*EXERCISE*
If a line of the data below holds the word "bytes", list it.

*Dataset entries*
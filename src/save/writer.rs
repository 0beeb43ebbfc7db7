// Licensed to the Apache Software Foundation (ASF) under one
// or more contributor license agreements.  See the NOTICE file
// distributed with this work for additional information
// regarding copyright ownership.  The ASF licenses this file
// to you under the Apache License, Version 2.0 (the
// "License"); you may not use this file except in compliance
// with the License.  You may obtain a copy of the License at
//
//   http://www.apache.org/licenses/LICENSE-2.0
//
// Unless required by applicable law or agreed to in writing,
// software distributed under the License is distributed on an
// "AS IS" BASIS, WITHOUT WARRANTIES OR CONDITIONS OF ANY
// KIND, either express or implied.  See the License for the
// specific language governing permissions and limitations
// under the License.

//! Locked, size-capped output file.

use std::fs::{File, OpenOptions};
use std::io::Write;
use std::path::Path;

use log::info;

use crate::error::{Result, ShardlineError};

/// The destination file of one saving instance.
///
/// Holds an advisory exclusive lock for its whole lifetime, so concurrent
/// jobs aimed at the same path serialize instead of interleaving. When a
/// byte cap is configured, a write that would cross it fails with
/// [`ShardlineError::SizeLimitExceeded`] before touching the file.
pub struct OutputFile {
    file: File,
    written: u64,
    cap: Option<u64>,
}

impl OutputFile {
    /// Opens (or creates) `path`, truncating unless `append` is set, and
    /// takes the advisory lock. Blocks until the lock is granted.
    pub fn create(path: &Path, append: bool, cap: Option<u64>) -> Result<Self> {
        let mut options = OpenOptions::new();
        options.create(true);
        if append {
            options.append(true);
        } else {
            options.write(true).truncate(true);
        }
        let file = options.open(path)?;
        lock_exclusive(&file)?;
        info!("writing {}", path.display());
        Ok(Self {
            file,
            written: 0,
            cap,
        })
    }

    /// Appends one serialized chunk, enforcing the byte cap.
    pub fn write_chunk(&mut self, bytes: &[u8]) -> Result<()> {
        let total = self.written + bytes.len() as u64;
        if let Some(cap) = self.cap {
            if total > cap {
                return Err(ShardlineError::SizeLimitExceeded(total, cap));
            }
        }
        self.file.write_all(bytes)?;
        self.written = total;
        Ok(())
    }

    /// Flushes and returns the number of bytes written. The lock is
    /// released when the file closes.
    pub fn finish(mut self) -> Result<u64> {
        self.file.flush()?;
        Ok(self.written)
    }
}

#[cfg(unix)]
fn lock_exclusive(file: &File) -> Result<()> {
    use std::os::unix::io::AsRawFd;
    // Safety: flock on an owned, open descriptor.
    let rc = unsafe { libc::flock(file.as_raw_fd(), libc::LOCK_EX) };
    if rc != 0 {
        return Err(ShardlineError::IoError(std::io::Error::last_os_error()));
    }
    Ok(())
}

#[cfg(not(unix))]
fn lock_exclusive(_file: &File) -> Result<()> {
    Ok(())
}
--
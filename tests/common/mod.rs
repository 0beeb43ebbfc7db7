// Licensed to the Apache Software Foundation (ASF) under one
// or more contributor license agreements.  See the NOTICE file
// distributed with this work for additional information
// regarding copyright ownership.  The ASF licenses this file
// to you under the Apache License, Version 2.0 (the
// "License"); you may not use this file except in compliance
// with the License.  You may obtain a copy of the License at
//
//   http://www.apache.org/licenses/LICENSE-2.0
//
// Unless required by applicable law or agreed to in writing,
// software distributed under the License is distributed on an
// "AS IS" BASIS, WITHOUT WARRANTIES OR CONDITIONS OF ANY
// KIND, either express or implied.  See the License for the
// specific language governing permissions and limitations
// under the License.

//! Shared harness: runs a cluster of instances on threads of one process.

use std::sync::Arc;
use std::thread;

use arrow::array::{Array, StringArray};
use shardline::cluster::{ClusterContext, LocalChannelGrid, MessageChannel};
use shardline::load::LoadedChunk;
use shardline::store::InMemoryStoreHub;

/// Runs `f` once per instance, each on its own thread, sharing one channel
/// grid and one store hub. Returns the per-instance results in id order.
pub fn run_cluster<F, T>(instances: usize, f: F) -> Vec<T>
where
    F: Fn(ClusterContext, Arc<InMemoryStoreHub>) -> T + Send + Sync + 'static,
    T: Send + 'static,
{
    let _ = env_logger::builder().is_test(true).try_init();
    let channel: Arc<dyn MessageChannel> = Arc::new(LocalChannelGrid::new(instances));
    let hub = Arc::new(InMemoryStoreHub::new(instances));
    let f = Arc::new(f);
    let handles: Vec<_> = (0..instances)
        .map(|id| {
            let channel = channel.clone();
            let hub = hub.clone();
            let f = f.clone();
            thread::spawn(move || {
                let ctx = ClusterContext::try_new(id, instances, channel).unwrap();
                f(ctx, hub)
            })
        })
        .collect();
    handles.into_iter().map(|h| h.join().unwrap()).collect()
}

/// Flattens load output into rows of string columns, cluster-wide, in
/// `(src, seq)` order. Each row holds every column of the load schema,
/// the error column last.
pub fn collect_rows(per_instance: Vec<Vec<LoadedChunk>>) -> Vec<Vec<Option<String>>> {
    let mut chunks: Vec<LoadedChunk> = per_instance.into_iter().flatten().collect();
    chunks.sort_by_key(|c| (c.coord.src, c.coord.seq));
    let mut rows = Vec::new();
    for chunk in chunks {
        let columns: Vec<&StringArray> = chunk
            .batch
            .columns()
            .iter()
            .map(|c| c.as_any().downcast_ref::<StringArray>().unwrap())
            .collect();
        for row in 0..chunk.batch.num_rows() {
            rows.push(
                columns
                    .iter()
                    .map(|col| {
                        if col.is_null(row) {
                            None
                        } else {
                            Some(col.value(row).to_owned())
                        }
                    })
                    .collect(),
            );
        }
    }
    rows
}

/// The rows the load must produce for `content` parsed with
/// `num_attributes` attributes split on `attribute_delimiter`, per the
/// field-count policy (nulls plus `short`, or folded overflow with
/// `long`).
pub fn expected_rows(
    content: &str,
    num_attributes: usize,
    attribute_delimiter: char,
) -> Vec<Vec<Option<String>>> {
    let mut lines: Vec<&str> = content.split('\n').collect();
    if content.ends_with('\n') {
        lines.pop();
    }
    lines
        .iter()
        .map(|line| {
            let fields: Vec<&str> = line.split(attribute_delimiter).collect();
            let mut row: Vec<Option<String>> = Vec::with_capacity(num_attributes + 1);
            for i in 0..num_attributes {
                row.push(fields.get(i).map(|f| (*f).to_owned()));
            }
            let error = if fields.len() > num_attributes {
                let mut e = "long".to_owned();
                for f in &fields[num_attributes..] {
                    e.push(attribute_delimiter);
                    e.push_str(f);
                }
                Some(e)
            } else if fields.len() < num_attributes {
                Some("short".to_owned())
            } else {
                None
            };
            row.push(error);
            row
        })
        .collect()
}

*RESPONSE TO THIS EXERCISE*
    pub fn write_chunk(&mut self, bytes: &[u8]) -> Result<()> {
        let total = self.written + bytes.len() as u64;
        self.file.write_all(bytes)?;
    /// Flushes and returns the number of bytes written. The lock is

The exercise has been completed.